On Capitol Hill—which, like the rest of Washington, has been rapidly returning to a pre-pandemic normal this summer—alarms sounded once again when it was revealed this week that one vaccinated aide to Speaker Nancy Pelosi had tested positive for the coronavirus, along with several staffers in the extremely covid-conscious White House. Everyone seemed to remember all at once a CNN poll from May which found that, although the entire Democratic membership of Congress had been vaccinated, the number was as low as forty-five per cent for House Republicans. When I went to the House for an interview, on Wednesday, I saw that some staffers were masking back up again. For a Wednesday-night reception that Pelosi held for the new House sergeant-at-arms, Axios reported, all guests were “expected to wear a mask.” On Thursday, Republicans had a press conference outside the Capitol for the ostensible purpose of prodding their voters to get the vaccine. There was a bit of that, as well as a lot of blame-shifting. A headline in the Times summed it up: “House Republicans Use Vaccine Press Conference to Bash Democrats.”

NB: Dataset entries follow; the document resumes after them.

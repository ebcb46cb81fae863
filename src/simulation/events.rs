use bevy_ecs::prelude::*;
use rand::Rng;
use serde::{Deserialize, Serialize};

use crate::content::names;
use crate::simulation::career::{AwardRecord, Career, ProjectType, RoleTier};
use crate::simulation::dating::DatingProfile;
use crate::simulation::journal::Journal;
use crate::simulation::npcs::NpcPool;
use crate::simulation::stats::PlayerStats;
use crate::simulation::time::GameClock;

pub const BEST_LEAD_PERFORMANCE: &str = "Best Lead Performance";

/// Typed payload for a delayed action.
#[derive(Debug, Clone, PartialEq, Serialize, Deserialize)]
pub enum EventPayload {
    AwardCeremony { year: u32 },
    FirstDate { profile: DatingProfile },
}

#[derive(Debug, Clone, PartialEq, Serialize, Deserialize)]
pub struct ScheduledEvent {
    pub weeks_left: u32,
    pub payload: EventPayload,
}

/// A flat countdown queue, drained once per week. Not a priority structure;
/// event volume stays tiny.
#[derive(Resource, Debug, Clone, Default, PartialEq, Serialize, Deserialize)]
pub struct ScheduledEvents(pub Vec<ScheduledEvent>);

impl ScheduledEvents {
    pub fn schedule(&mut self, weeks_left: u32, payload: EventPayload) {
        self.0.push(ScheduledEvent { weeks_left, payload });
    }

    /// Remove and return every event due this week (countdown at or below 1).
    pub fn take_due(&mut self) -> Vec<ScheduledEvent> {
        let mut due = Vec::new();
        let mut remaining = Vec::new();
        for event in self.0.drain(..) {
            if event.weeks_left <= 1 {
                due.push(event);
            } else {
                remaining.push(event);
            }
        }
        self.0 = remaining;
        due
    }

    /// Countdown step for everything still queued, including events scheduled
    /// by this week's handlers.
    pub fn tick(&mut self) {
        for event in &mut self.0 {
            event.weeks_left -= 1;
        }
    }
}

#[derive(Debug, Clone, PartialEq)]
pub struct Nominee {
    pub name: String,
    pub project: String,
    pub score: f64,
    pub is_player: bool,
}

/// Score this year's field for the lead-performance award. Player entries come
/// from lead film roles completed within the last cycle; the rest of the slate
/// is filled with four of the most famous working actors. Top five by score,
/// best first.
pub fn nominate(
    career: &Career,
    stats: &PlayerStats,
    pool: &NpcPool,
    clock: &GameClock,
    player_name: &str,
    rng: &mut impl Rng,
) -> Vec<Nominee> {
    let mut nominees = Vec::new();
    let cutoff = clock.week.saturating_sub(52);
    for role in career.completed_roles.iter().filter(|role| {
        role.week_completed > cutoff
            && role.tier == RoleTier::Lead
            && role.project_type == ProjectType::Film
    }) {
        let performance = role.final_performance_score as f64;
        let box_office = (role.box_office_gross as f64 / 1_000_000.0) * 0.1;
        let fame = stats.fame as f64 * 0.2;
        nominees.push(Nominee {
            name: player_name.to_string(),
            project: role.title.clone(),
            score: performance + box_office + fame,
            is_player: true,
        });
    }

    let mut top: Vec<_> = pool.actors().collect();
    top.sort_by_key(|npc| std::cmp::Reverse(npc.fame));
    top.truncate(10);
    if !top.is_empty() {
        for i in 0..4 {
            let npc = top[i % top.len()];
            nominees.push(Nominee {
                name: npc.name.clone(),
                project: names::random_title(rng),
                score: 60.0 + rng.gen::<f64>() * 40.0 + npc.fame as f64 * 0.3,
                is_player: false,
            });
        }
    }

    nominees.sort_by(|a, b| b.score.partial_cmp(&a.score).unwrap_or(std::cmp::Ordering::Equal));
    nominees.truncate(5);
    nominees
}

/// Resolve an award night: build the field, crown the top score, apply the
/// player's fame/reputation effects, log every player nomination, and requeue
/// the next ceremony a full cycle out.
#[allow(clippy::too_many_arguments)]
pub fn run_award_ceremony(
    year: u32,
    period_weeks: u32,
    career: &mut Career,
    stats: &mut PlayerStats,
    pool: &NpcPool,
    clock: &GameClock,
    events: &mut ScheduledEvents,
    journal: &mut Journal,
    player_name: &str,
    rng: &mut impl Rng,
) {
    journal.record(clock.week, format!("It's time for the {} Galaxy Awards!", year));

    let nominees = nominate(career, stats, pool, clock, player_name, rng);
    if let Some(winner) = nominees.first().cloned() {
        let player_nominated = nominees.iter().any(|n| n.is_player);
        for nominee in nominees.iter().filter(|n| n.is_player) {
            career.awards.push(AwardRecord {
                year,
                award: BEST_LEAD_PERFORMANCE.to_string(),
                project: nominee.project.clone(),
                won: winner.is_player,
            });
        }

        if winner.is_player {
            stats.adjust_fame(20);
            stats.adjust_reputation(15);
            journal.record(
                clock.week,
                format!(
                    "You won the Galaxy Award for {}! Your fame and reputation soar.",
                    BEST_LEAD_PERFORMANCE
                ),
            );
        } else if player_nominated {
            stats.adjust_reputation(5);
            journal.record(
                clock.week,
                "You were nominated for a Galaxy Award, boosting your reputation.",
            );
        } else {
            journal.record(clock.week, "You watched the Galaxy Awards from home this year.");
        }
    }

    events.schedule(period_weeks, EventPayload::AwardCeremony { year: year + 1 });
}

#[cfg(test)]
mod tests {
    use super::*;
    use crate::simulation::career::{CompletedRole, Genre};
    use rand::rngs::StdRng;
    use rand::SeedableRng;

    fn lead_film(title: &str, week_completed: u32, performance: i32, gross: i64) -> CompletedRole {
        CompletedRole {
            title: title.to_string(),
            character_name: "TBD".to_string(),
            year: 18,
            week_completed,
            fame_gained: 10,
            reputation_gained: 5,
            genre: Genre::Drama,
            project_type: ProjectType::Film,
            tier: RoleTier::Lead,
            director: "Someone".to_string(),
            cast: Vec::new(),
            box_office_gross: gross,
            player_cut: 0,
            box_office: None,
            final_performance_score: performance,
        }
    }

    #[test]
    fn countdown_queue_fires_and_requeues() {
        let mut events = ScheduledEvents::default();
        events.schedule(2, EventPayload::AwardCeremony { year: 18 });
        assert!(events.take_due().is_empty());
        events.tick();
        let due = events.take_due();
        assert_eq!(due.len(), 1);
        assert!(events.0.is_empty());
    }

    #[test]
    fn nomination_scoring_matches_the_stated_formula() {
        let mut rng = StdRng::seed_from_u64(6);
        let pool = NpcPool::populate(&mut rng);
        let mut career = Career::default();
        career
            .completed_roles
            .push(lead_film("Eternal Gambit", 60, 90, 500_000_000));
        let stats = PlayerStats {
            fame: 50,
            ..Default::default()
        };
        let clock = GameClock { week: 70, age: 19 };

        let nominees = nominate(&career, &stats, &pool, &clock, "Starry 500", &mut rng);
        let player = nominees
            .iter()
            .find(|n| n.is_player)
            .expect("player should make a 150-point field");
        // 90 performance + 50 box-office points + 10 fame points.
        assert!((player.score - 150.0).abs() < 1e-9);
        assert!(nominees.len() <= 5);
    }

    #[test]
    fn stale_and_non_lead_roles_are_ineligible() {
        let mut rng = StdRng::seed_from_u64(6);
        let pool = NpcPool::populate(&mut rng);
        let mut career = Career::default();
        career.completed_roles.push(lead_film("Old Glory", 5, 99, 1));
        let mut supporting = lead_film("Side Part", 60, 99, 1_000_000_000);
        supporting.tier = RoleTier::Supporting;
        career.completed_roles.push(supporting);
        let stats = PlayerStats::default();
        let clock = GameClock { week: 70, age: 19 };

        let nominees = nominate(&career, &stats, &pool, &clock, "Starry 500", &mut rng);
        assert!(nominees.iter().all(|n| !n.is_player));
    }

    #[test]
    fn ceremony_records_player_nominations_and_reschedules() {
        let mut rng = StdRng::seed_from_u64(6);
        let pool = NpcPool::populate(&mut rng);
        let mut career = Career::default();
        career
            .completed_roles
            .push(lead_film("Eternal Gambit", 60, 0, 2_000_000_000));
        let mut stats = PlayerStats {
            fame: 300,
            ..Default::default()
        };
        let clock = GameClock { week: 70, age: 19 };
        let mut events = ScheduledEvents::default();
        let mut journal = Journal::default();

        run_award_ceremony(
            18, 52, &mut career, &mut stats, &pool, &clock, &mut events, &mut journal,
            "Starry 500", &mut rng,
        );
        // A 260+ score cannot lose to the NPC ceiling of 130.
        assert_eq!(career.awards.len(), 1);
        assert!(career.awards[0].won);
        assert_eq!(stats.fame, 320);
        assert_eq!(events.0.len(), 1);
        assert!(matches!(
            events.0[0].payload,
            EventPayload::AwardCeremony { year: 19 }
        ));
    }
}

All the drearily predictable talking points reminded me that, if there’s one thing we’ve all learned by now in the pandemic, it’s that public health and politics are one and the same: there is no way to separate them. Biden came into office pledging to follow the science, to vaccinate the country and lead the recovery. But he could not vaccinate the country against Fox News. There was no shot that could give viewers immunity to Tucker Carlson or Marjorie Taylor Greene. The result, for now, is that we have failed to achieve the herd immunity that would have wiped out covid. Biden staked his Presidency on beating the virus and “building back better.” Politically speaking, though, there’s not much point in talking about infrastructure deals or high-speed Internet if the pandemic is going to keep millions of Americans confined to their homes. So—the irony of ironies—Biden’s political future may well come down to the persuadability of Trump’s political base. And are they really persuadable? After all this, I find it almost impossible to believe that there is a way to persuade millions of vaccine-skeptical Republicans to embrace the shot that their leaders have been demonizing for months. Demagoguery is addictive, and it’s proved brutally effective—even for public health. “It’s more about what your team or your cable news network says than it is about reality,” Bolger said, regretfully. At least both parties now seem to agree on one thing: —the covid Crisis isn’t really over anymore.